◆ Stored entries
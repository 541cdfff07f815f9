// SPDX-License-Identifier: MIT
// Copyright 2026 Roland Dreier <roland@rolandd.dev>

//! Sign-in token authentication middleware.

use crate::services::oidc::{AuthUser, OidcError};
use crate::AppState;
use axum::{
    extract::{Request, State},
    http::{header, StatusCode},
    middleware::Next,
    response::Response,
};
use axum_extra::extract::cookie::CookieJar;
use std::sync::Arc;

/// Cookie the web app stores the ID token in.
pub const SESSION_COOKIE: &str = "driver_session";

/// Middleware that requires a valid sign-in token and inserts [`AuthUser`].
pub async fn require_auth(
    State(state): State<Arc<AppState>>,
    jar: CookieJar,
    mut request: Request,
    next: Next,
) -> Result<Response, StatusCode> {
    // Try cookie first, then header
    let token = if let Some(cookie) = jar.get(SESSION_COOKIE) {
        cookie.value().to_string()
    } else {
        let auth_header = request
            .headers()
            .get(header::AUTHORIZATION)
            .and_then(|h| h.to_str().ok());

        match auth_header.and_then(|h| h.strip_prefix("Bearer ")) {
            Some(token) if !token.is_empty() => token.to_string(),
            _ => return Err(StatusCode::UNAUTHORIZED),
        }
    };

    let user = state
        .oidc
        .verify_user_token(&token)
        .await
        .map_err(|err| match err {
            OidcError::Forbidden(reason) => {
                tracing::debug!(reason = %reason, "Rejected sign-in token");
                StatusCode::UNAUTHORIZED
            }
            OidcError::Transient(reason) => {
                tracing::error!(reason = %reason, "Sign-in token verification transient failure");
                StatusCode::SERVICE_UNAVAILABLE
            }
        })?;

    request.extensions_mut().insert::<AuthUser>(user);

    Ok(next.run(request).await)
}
* * *
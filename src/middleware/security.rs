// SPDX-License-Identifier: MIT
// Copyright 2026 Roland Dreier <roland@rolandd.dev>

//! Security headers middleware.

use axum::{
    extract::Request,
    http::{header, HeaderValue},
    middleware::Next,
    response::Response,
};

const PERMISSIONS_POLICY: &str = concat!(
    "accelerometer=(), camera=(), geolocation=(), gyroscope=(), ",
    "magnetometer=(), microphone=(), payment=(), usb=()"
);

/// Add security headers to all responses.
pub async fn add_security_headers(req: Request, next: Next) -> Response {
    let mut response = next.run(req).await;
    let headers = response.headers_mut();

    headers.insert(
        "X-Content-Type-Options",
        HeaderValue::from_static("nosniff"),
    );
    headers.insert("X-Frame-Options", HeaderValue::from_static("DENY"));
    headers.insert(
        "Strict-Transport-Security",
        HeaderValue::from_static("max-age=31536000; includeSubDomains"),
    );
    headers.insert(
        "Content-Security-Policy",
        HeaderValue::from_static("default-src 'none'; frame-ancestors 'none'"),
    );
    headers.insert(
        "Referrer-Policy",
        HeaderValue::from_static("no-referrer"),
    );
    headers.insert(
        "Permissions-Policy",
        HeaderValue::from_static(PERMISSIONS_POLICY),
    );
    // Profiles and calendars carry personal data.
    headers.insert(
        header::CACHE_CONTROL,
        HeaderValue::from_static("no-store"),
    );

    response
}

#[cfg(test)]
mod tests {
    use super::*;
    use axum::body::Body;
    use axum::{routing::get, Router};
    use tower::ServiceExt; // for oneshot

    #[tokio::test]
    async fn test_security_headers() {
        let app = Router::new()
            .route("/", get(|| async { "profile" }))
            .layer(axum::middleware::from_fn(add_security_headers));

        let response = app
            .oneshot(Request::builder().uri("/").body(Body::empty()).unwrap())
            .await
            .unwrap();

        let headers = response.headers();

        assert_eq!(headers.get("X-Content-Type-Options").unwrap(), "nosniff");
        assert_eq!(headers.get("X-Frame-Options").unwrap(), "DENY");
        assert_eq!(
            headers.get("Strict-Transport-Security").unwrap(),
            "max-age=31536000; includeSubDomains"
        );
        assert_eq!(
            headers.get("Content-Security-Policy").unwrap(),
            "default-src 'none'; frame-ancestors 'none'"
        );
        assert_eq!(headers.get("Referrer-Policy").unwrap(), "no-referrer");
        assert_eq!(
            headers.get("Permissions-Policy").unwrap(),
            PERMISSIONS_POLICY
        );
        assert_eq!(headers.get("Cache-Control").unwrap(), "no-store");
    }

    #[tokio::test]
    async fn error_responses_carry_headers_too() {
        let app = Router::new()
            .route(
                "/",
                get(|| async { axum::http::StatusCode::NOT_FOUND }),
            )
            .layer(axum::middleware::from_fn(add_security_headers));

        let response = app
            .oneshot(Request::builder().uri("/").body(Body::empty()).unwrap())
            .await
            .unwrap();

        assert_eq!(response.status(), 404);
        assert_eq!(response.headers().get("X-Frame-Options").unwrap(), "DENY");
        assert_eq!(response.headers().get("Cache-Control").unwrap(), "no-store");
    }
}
* * *
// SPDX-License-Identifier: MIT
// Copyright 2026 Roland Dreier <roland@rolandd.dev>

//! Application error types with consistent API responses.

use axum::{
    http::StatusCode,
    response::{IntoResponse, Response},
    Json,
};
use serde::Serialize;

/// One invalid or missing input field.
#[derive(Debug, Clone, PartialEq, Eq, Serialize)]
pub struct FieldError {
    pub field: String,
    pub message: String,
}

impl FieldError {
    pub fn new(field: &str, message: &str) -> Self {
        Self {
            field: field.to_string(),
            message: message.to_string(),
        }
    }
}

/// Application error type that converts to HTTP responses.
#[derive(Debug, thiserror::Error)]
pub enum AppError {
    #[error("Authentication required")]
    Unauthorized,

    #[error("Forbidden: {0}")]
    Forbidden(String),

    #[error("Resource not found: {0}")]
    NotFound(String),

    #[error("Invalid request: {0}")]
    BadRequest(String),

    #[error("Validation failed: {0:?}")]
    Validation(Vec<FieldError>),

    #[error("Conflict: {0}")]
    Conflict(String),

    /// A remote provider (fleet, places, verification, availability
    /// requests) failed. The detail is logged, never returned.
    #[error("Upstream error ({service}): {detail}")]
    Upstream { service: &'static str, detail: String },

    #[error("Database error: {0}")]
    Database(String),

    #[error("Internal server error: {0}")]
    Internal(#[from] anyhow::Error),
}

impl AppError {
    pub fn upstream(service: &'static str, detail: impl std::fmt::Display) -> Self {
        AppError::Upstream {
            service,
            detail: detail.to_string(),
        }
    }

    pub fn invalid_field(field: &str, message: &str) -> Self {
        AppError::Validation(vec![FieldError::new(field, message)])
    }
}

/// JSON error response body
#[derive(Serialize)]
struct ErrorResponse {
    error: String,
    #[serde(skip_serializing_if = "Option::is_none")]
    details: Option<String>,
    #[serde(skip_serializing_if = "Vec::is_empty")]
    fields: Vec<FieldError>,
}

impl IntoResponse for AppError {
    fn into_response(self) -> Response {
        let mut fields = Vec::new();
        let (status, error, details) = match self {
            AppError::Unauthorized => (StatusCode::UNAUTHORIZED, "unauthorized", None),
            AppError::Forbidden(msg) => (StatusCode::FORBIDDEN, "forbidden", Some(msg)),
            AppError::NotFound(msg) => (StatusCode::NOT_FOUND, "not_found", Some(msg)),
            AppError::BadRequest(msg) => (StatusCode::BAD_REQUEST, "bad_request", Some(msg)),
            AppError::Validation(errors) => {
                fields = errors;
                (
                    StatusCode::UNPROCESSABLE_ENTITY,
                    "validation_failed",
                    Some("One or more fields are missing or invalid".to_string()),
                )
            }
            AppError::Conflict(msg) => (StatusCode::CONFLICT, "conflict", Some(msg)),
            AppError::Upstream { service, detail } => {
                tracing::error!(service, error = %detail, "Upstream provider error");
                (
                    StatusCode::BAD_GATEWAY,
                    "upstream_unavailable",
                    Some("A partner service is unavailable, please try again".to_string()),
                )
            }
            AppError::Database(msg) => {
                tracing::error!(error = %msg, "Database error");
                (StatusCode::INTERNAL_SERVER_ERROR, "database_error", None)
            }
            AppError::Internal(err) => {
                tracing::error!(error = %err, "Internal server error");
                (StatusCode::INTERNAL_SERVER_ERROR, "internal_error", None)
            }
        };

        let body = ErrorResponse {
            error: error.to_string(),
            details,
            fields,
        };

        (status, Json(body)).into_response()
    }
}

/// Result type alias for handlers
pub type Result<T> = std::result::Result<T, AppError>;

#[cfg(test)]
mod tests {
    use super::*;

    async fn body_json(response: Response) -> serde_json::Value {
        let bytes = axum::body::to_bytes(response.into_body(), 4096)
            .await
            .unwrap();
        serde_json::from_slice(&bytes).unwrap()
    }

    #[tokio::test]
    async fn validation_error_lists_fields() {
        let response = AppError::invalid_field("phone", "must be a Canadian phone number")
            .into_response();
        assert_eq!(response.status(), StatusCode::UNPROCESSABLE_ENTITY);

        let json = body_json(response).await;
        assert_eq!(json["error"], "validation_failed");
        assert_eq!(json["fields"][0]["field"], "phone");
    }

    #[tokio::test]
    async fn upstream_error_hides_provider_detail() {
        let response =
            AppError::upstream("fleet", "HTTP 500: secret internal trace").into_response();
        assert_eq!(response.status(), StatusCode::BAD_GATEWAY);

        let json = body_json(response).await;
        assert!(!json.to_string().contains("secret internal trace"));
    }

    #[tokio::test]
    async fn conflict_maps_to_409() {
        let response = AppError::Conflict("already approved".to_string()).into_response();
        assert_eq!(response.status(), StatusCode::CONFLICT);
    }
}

◆ What is needed
Check each line of the records for the word "nosniff" and extract those that contain it.

◆ Exercise response
        HeaderValue::from_static("nosniff"),
        assert_eq!(headers.get("X-Content-Type-Options").unwrap(), "nosniff");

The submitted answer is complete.